BFI to celebrate 50th anniversary of BBC’s ‘Play For Today’

Play For Today

The BBC‘s iconic Play For Today series will be celebrated in a BFI programme of events to mark the drama’s 50th anniversary.

15 October 2020 marks the 50th anniversary of anthology of the drama series.

The series is comprised of more than 300 one-off television plays, which aired on the BBC between 1970 and 1984.

Moreover, they combine some of the era’s finest writing, acting and directing talents, leaving a significant cultural legacy.

BFI celebrates this milestone anniversary with a dedicated programme of activity throughout October and November.

Black voices and transgender stories

A season at BFI Southbank will include: Horace Ové’s insightful A Hole in Babylon (BBC 1979), presenting an authentic black British voice – a true rarity in 1970s television.

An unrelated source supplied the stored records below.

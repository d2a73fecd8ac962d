use std::str::FromStr;

use chess_session::{
    notation::NotationError,
    replay::{EvaluationPoint, SideAccuracy},
    rules,
    shakmaty::{san::SanPlus, Chess, Color, Position},
    Annotation, Classification, GameRecord, Replay, ReplayError, ReviewInput, SessionConfig,
    SessionEngine,
};
use pretty_assertions::assert_eq;

const RUY_LOPEZ: &str = "1. e4 e5 2. Nf3 Nc6 3. Bb5 a6 4. Ba4 Nf6 5. O-O Be7";

fn annotations(count: usize) -> Vec<Annotation> {
    (0..count)
        .map(|ply| Annotation {
            ply,
            side: if ply % 2 == 0 { Color::White } else { Color::Black },
            notation: String::new(),
            classification: if ply == 3 {
                Classification::Mistake
            } else {
                Classification::Best
            },
            explanation: format!("ply {ply}"),
            evaluation: ply as f32 * 0.1,
        })
        .collect()
}

/// Plays SAN tokens straight through shakmaty, bypassing the replay engine.
fn direct_positions(sans: &[&str]) -> Vec<Chess> {
    let mut position = Chess::default();
    let mut out = Vec::new();
    for san in sans {
        let m = SanPlus::from_str(san)
            .unwrap()
            .san
            .to_move(&position)
            .unwrap();
        position.play_unchecked(&m);
        out.push(position.clone());
    }
    out
}

#[test]
fn board_at_each_ply_matches_direct_play() {
    let replay = Replay::load(RUY_LOPEZ, annotations(10)).unwrap();
    let direct = direct_positions(&[
        "e4", "e5", "Nf3", "Nc6", "Bb5", "a6", "Ba4", "Nf6", "O-O", "Be7",
    ]);
    assert_eq!(replay.len(), 10);

    for (ply, expected) in direct.iter().enumerate() {
        let board = replay.board_at_ply(ply as isize);
        assert_eq!(board.ply, Some(ply));
        assert_eq!(rules::encode(&board.position), rules::encode(expected));
        assert_eq!(board.highlighted.as_ref(), Some(&replay.moves()[ply]));
    }
}

#[test]
fn reconstruction_is_deterministic() {
    let replay = Replay::load(RUY_LOPEZ, annotations(10)).unwrap();
    let a = replay.board_at_ply(6);
    let b = replay.board_at_ply(6);
    assert_eq!(rules::encode(&a.position), rules::encode(&b.position));
    assert_eq!(a.highlighted.unwrap().san, "Ba4");
}

#[test]
fn ply_minus_one_is_the_initial_position() {
    let initial = rules::encode(&Chess::default());
    for replay in [
        Replay::load(RUY_LOPEZ, annotations(10)).unwrap(),
        Replay::load("", Vec::new()).unwrap(),
    ] {
        let board = replay.board_at_ply(-1);
        assert_eq!(board.ply, None);
        assert!(board.highlighted.is_none());
        assert_eq!(rules::encode(&board.position), initial);
    }
}

#[test]
fn out_of_range_plies_are_clamped() {
    let replay = Replay::load(RUY_LOPEZ, annotations(10)).unwrap();
    assert_eq!(replay.board_at_ply(-7).ply, None);
    let last = replay.board_at_ply(500);
    assert_eq!(last.ply, Some(9));
    assert_eq!(last.highlighted.unwrap().san, "Be7");

    let empty = Replay::load("*", Vec::new()).unwrap();
    assert!(empty.is_empty());
    assert_eq!(empty.board_at_ply(3).ply, None);
}

#[test]
fn count_mismatch_is_rejected() {
    assert_eq!(
        Replay::load(RUY_LOPEZ, annotations(9)).unwrap_err(),
        ReplayError::CountMismatch {
            moves: 10,
            annotations: 9
        }
    );
}

#[test]
fn unreadable_notation_is_rejected() {
    assert_eq!(
        Replay::load("1. e4 e5 2. Qxf7", annotations(3)).unwrap_err(),
        ReplayError::Notation(NotationError::Illegal {
            ply: 2,
            token: "Qxf7".to_string()
        })
    );
}

#[test]
fn annotations_must_line_up_with_moves() {
    let mut shifted = annotations(2);
    shifted[1].ply = 5;
    assert_eq!(
        Replay::load("1. e4 e5", shifted).unwrap_err(),
        ReplayError::PlyOutOfOrder { index: 1, ply: 5 }
    );

    let mut wrong_side = annotations(2);
    wrong_side[0].side = Color::Black;
    assert_eq!(
        Replay::load("1. e4 e5", wrong_side).unwrap_err(),
        ReplayError::SideMismatch {
            ply: 0,
            expected: Color::White,
            found: Color::Black
        }
    );
}

#[test]
fn aggregate_counts_per_side_and_passes_accuracy_through() {
    let replay = Replay::load(RUY_LOPEZ, annotations(10))
        .unwrap()
        .with_accuracy(SideAccuracy {
            white: 91.5,
            black: 78.25,
        });
    let summary = replay.aggregate();

    assert_eq!(summary.white.moves, 5);
    assert_eq!(summary.black.moves, 5);
    assert_eq!(summary.white.count(Classification::Best), 5);
    assert_eq!(summary.black.count(Classification::Best), 4);
    assert_eq!(summary.black.count(Classification::Mistake), 1);
    assert_eq!(summary.side(Color::Black).count(Classification::Blunder), 0);
    assert_eq!(summary.white.accuracy, Some(91.5));
    assert_eq!(summary.black.accuracy, Some(78.25));

    let without = Replay::load(RUY_LOPEZ, annotations(10)).unwrap().aggregate();
    assert_eq!(without.white.accuracy, None);
}

#[test]
fn evaluation_series_is_one_point_per_ply_and_restartable() {
    let replay = Replay::load("1. d4 d5 2. c4", annotations(3)).unwrap();
    let series = replay.evaluation_series();
    let first: Vec<EvaluationPoint> = series.clone().collect();
    let second: Vec<EvaluationPoint> = series.collect();

    assert_eq!(first, second);
    assert_eq!(first.len(), 3);
    assert_eq!(
        first[2],
        EvaluationPoint {
            ply: 2,
            evaluation: 0.2
        }
    );
    assert_eq!(replay.evaluation_series().count(), 3);
}

#[test]
fn review_input_loads_from_json() {
    let json = r#"{
        "notation": "1. e4 e5",
        "annotations": [
            {"ply": 0, "side": "white", "notation": "e4", "classification": "book", "evaluation": 0.3},
            {"ply": 1, "side": "black", "notation": "e5", "classification": "book",
             "explanation": "Symmetrical reply.", "evaluation": 0.25}
        ],
        "accuracy": {"white": 100.0, "black": 100.0}
    }"#;
    let input: ReviewInput = serde_json::from_str(json).unwrap();
    let replay = Replay::from_input(input).unwrap();

    assert_eq!(replay.annotations()[1].explanation, "Symmetrical reply.");
    assert_eq!(replay.aggregate().black.count(Classification::Book), 1);
    assert_eq!(replay.aggregate().white.accuracy, Some(100.0));
}

#[test]
fn session_record_replays_to_the_same_finish() {
    let mut engine = SessionEngine::started(SessionConfig::against_human());
    for (from, to) in [("f2", "f3"), ("e7", "e5"), ("g2", "g4"), ("d8", "h4")] {
        engine.attempt_move(from.parse().unwrap(), to.parse().unwrap(), None);
    }
    let record = engine.game_record("W", "B", "2024.05.05").unwrap();
    let stored = GameRecord::from_json(&record.to_json().unwrap()).unwrap();
    assert_eq!(stored, record);

    let replay = Replay::from_record(&stored, annotations(4)).unwrap();
    let last = replay.board_at_ply(3);
    assert!(last.position.is_checkmate());
    assert_eq!(
        rules::encode(&last.position),
        rules::encode(engine.position().unwrap())
    );
}
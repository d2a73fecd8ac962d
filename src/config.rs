use std::path::Path;
use std::time::Duration;

use serde::{Deserialize, Serialize};
use shakmaty::Color;
use thiserror::Error;

use crate::oracle_types::Difficulty;

#[derive(Error, Debug)]
pub enum ConfigError {
    #[error("cannot read config file: {0}")]
    Io(#[from] std::io::Error),
    #[error("invalid config: {0}")]
    Json(#[from] serde_json::Error),
    #[error("difficulty level {0} is outside 1-10")]
    DifficultyOutOfRange(u8),
    #[error("suggestion timeout must be positive")]
    ZeroTimeout,
}

/// Who plays the side the human is not playing.
#[derive(Serialize, Deserialize, Debug, Clone, Copy, PartialEq, Eq, Default)]
#[serde(rename_all = "lowercase")]
pub enum OpponentKind {
    /// Both sides are entered through `attempt_move`.
    Human,
    /// The other side is played by a suggestion oracle.
    #[default]
    Oracle,
}

#[derive(Serialize, Deserialize, Debug, Clone, PartialEq, Eq)]
#[serde(default)]
pub struct SessionConfig {
    #[serde(with = "crate::chess_serde::color_serde")]
    pub human_color: Color,
    pub opponent: OpponentKind,
    pub difficulty: Difficulty,
    /// Upper bound on one oracle request.
    pub suggestion_timeout_ms: u64,
}

impl Default for SessionConfig {
    fn default() -> Self {
        Self {
            human_color: Color::White,
            opponent: OpponentKind::Oracle,
            difficulty: Difficulty::default(),
            suggestion_timeout_ms: 10_000,
        }
    }
}

impl SessionConfig {
    pub fn from_json_str(json: &str) -> Result<Self, ConfigError> {
        let config: SessionConfig = serde_json::from_str(json)?;
        config.validate()?;
        Ok(config)
    }

    pub fn load(path: impl AsRef<Path>) -> Result<Self, ConfigError> {
        Self::from_json_str(&std::fs::read_to_string(path)?)
    }

    pub fn validate(&self) -> Result<(), ConfigError> {
        if let Difficulty::Level(level) = self.difficulty {
            if !self.difficulty.is_valid() {
                return Err(ConfigError::DifficultyOutOfRange(level));
            }
        }
        if self.suggestion_timeout_ms == 0 {
            return Err(ConfigError::ZeroTimeout);
        }
        Ok(())
    }

    pub fn suggestion_timeout(&self) -> Duration {
        Duration::from_millis(self.suggestion_timeout_ms)
    }

    pub fn against_human() -> Self {
        Self {
            opponent: OpponentKind::Human,
            ..Self::default()
        }
    }

    pub fn playing(mut self, color: Color) -> Self {
        self.human_color = color;
        self
    }
}
//! Credential manager: registration and login.

use tracing::{error, warn};

use crate::{
    auth::{jwt::JwtKeys, password, repo::UserStore, repo_types::User},
    db::StoreError,
    error::AppError,
};

/// Hashes `password` and stores a new user.
pub async fn register(users: &dyn UserStore, email: &str, password: &str) -> Result<User, AppError> {
    match users.find_by_email(email).await {
        Ok(Some(_)) => {
            warn!(email = %email, "email already registered");
            return Err(AppError::DuplicateUser);
        }
        Ok(None) => {}
        Err(e) => {
            error!(error = %e, "find_by_email failed");
            return Err(AppError::StoreFailure("Failed to register user".into()));
        }
    }

    let hash = password::hash_password_blocking(password.to_owned())
        .await
        .map_err(|e| {
            error!(error = %e, "hash_password failed");
            AppError::StoreFailure("Failed to register user".into())
        })?;

    // The unique index still catches a concurrent registration of the same email.
    users.create(email, &hash).await.map_err(|e| match e {
        StoreError::Conflict => {
            warn!(email = %email, "email already registered");
            AppError::DuplicateUser
        }
        e => {
            error!(error = %e, "create user failed");
            AppError::StoreFailure("Failed to register user".into())
        }
    })
}

/// Checks credentials and returns a signed token for the user.
pub async fn login(
    users: &dyn UserStore,
    keys: &JwtKeys,
    email: &str,
    password: &str,
) -> Result<String, AppError> {
    let user = match users.find_by_email(email).await {
        Ok(Some(u)) => u,
        Ok(None) => {
            warn!(email = %email, "login unknown email");
            return Err(AppError::NotFound);
        }
        Err(e) => {
            error!(error = %e, "find_by_email failed");
            return Err(AppError::StoreFailure("Failed to log in".into()));
        }
    };

    let ok = password::verify_password_blocking(password.to_owned(), user.password_hash.clone())
        .await
        .map_err(|e| {
            error!(error = %e, user_id = %user.id, "verify_password failed");
            AppError::StoreFailure("Failed to log in".into())
        })?;

    if !ok {
        warn!(user_id = %user.id, "login invalid password");
        return Err(AppError::InvalidCredentials);
    }

    keys
        .claims_for(user.id, &user.email)
        .and_then(|claims| keys.issue(&claims))
        .map_err(|e| {
            error!(error = %e, "jwt sign failed");
            AppError::StoreFailure("Failed to log in".into())
        })
}

#[cfg(test)]
mod tests {
    use super::*;
    use crate::config::JwtConfig;
    use crate::testing::{FailingUserStore, MemoryUserStore};

    fn keys() -> JwtKeys {
        keys_with_ttl(None)
    }

    fn keys_with_ttl(ttl_minutes: Option<i64>) -> JwtKeys {
        JwtKeys::from(&JwtConfig {
            secret: "svc-secret".into(),
            issuer: "svc".into(),
            ttl_minutes,
        })
    }

    #[tokio::test]
    async fn register_hashes_password() {
        let users = MemoryUserStore::default();
        let user = register(&users, "a@b.io", "hunter22").await.unwrap();
        assert_eq!(user.email, "a@b.io");
        assert_ne!(user.password_hash, "hunter22");
        assert!(password::verify_password("hunter22", &user.password_hash).unwrap());
    }

    #[tokio::test]
    async fn register_twice_is_duplicate() {
        let users = MemoryUserStore::default();
        register(&users, "a@b.io", "pw").await.unwrap();
        let err = register(&users, "a@b.io", "other").await.unwrap_err();
        assert!(matches!(err, AppError::DuplicateUser));
    }

    #[tokio::test]
    async fn login_returns_token_for_user() {
        let users = MemoryUserStore::default();
        let keys = keys();
        let user = register(&users, "a@b.io", "pw").await.unwrap();
        let token = login(&users, &keys, "a@b.io", "pw").await.unwrap();
        let claims = keys.verify(&token).unwrap();
        assert_eq!(claims.id, user.id);
        assert_eq!(claims.email, user.email);
    }

    #[tokio::test]
    async fn login_failures() {
        let users = MemoryUserStore::default();
        let keys = keys();
        register(&users, "a@b.io", "pw").await.unwrap();

        let err = login(&users, &keys, "a@b.io", "wrong").await.unwrap_err();
        assert!(matches!(err, AppError::InvalidCredentials));

        let err = login(&users, &keys, "nobody@b.io", "pw").await.unwrap_err();
        assert!(matches!(err, AppError::NotFound));
    }

    #[tokio::test]
    async fn store_errors_surface_as_store_failure() {
        let users = FailingUserStore;
        let err = register(&users, "a@b.io", "pw").await.unwrap_err();
        assert!(matches!(err, AppError::StoreFailure(_)));
        let err = login(&users, &keys(), "a@b.io", "pw").await.unwrap_err();
        assert!(matches!(err, AppError::StoreFailure(_)));
    }

    #[tokio::test]
    async fn unrepresentable_expiry_fails_login_without_panic() {
        let users = MemoryUserStore::default();
        register(&users, "a@b.io", "pw").await.unwrap();
        let keys = keys_with_ttl(Some(10_000_000_000_000));
        let err = login(&users, &keys, "a@b.io", "pw").await.unwrap_err();
        assert!(matches!(err, AppError::StoreFailure(m) if m == "Failed to log in"));
    }
}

Even Solomon (BBC 1979), Britain’s first TV drama featuring a transgender lead character;

David Edgar’s long hard-to-see and chilling, Destiny (BBC 1978); an ambitious and incisive study of far-right politics and the rise of fascism;

Stewart Parker’s rarely seen wry comedy drama, Iris in the Traffic, Ruby in the Rain (BBC 1981); set against the backdrop of a rainy Belfast day during ‘The Troubles’ and The Lie (BBC 1970); an adaptation of Ingmar Bergman’s portrait of a disintegrating marriage.

Box sets from the BFI

To launch the release of a BFI Blu-ray box set, Play for Today: Volume 1, there will be a celebrity panel event on BFI YouTube, also previewing extracts from a new feature-length BBC Four documentary, marking the anniversary.

In addition, almost half of the surviving plays are available to access for free at BFI Southbank’s Mediatheque; and the BFI National Archive has collaborated with the BBC on a new radio documentary for BBC Radio 4, ‘Archive on 4: Play For Today’.

An online exhibition with BBC History and Royal Holloway University of London on BBC Canvas illustrates the unique history of Play For Today through rare archive materials.

An important vehicle of its time, Play For Today demonstrated the single drama’s potential to engage mass audiences with social comment and artistic experimentation.

The series featured work by some of the UK’s most high calibre writers, directors and producers; including Mike Leigh, Alan Clarke, David Rose, Margaret Matheson, Dennis Potter, Paula Milne, Horace Ové, David Hare, Ken Loach, Trevor Griffiths, David Edgar and many more.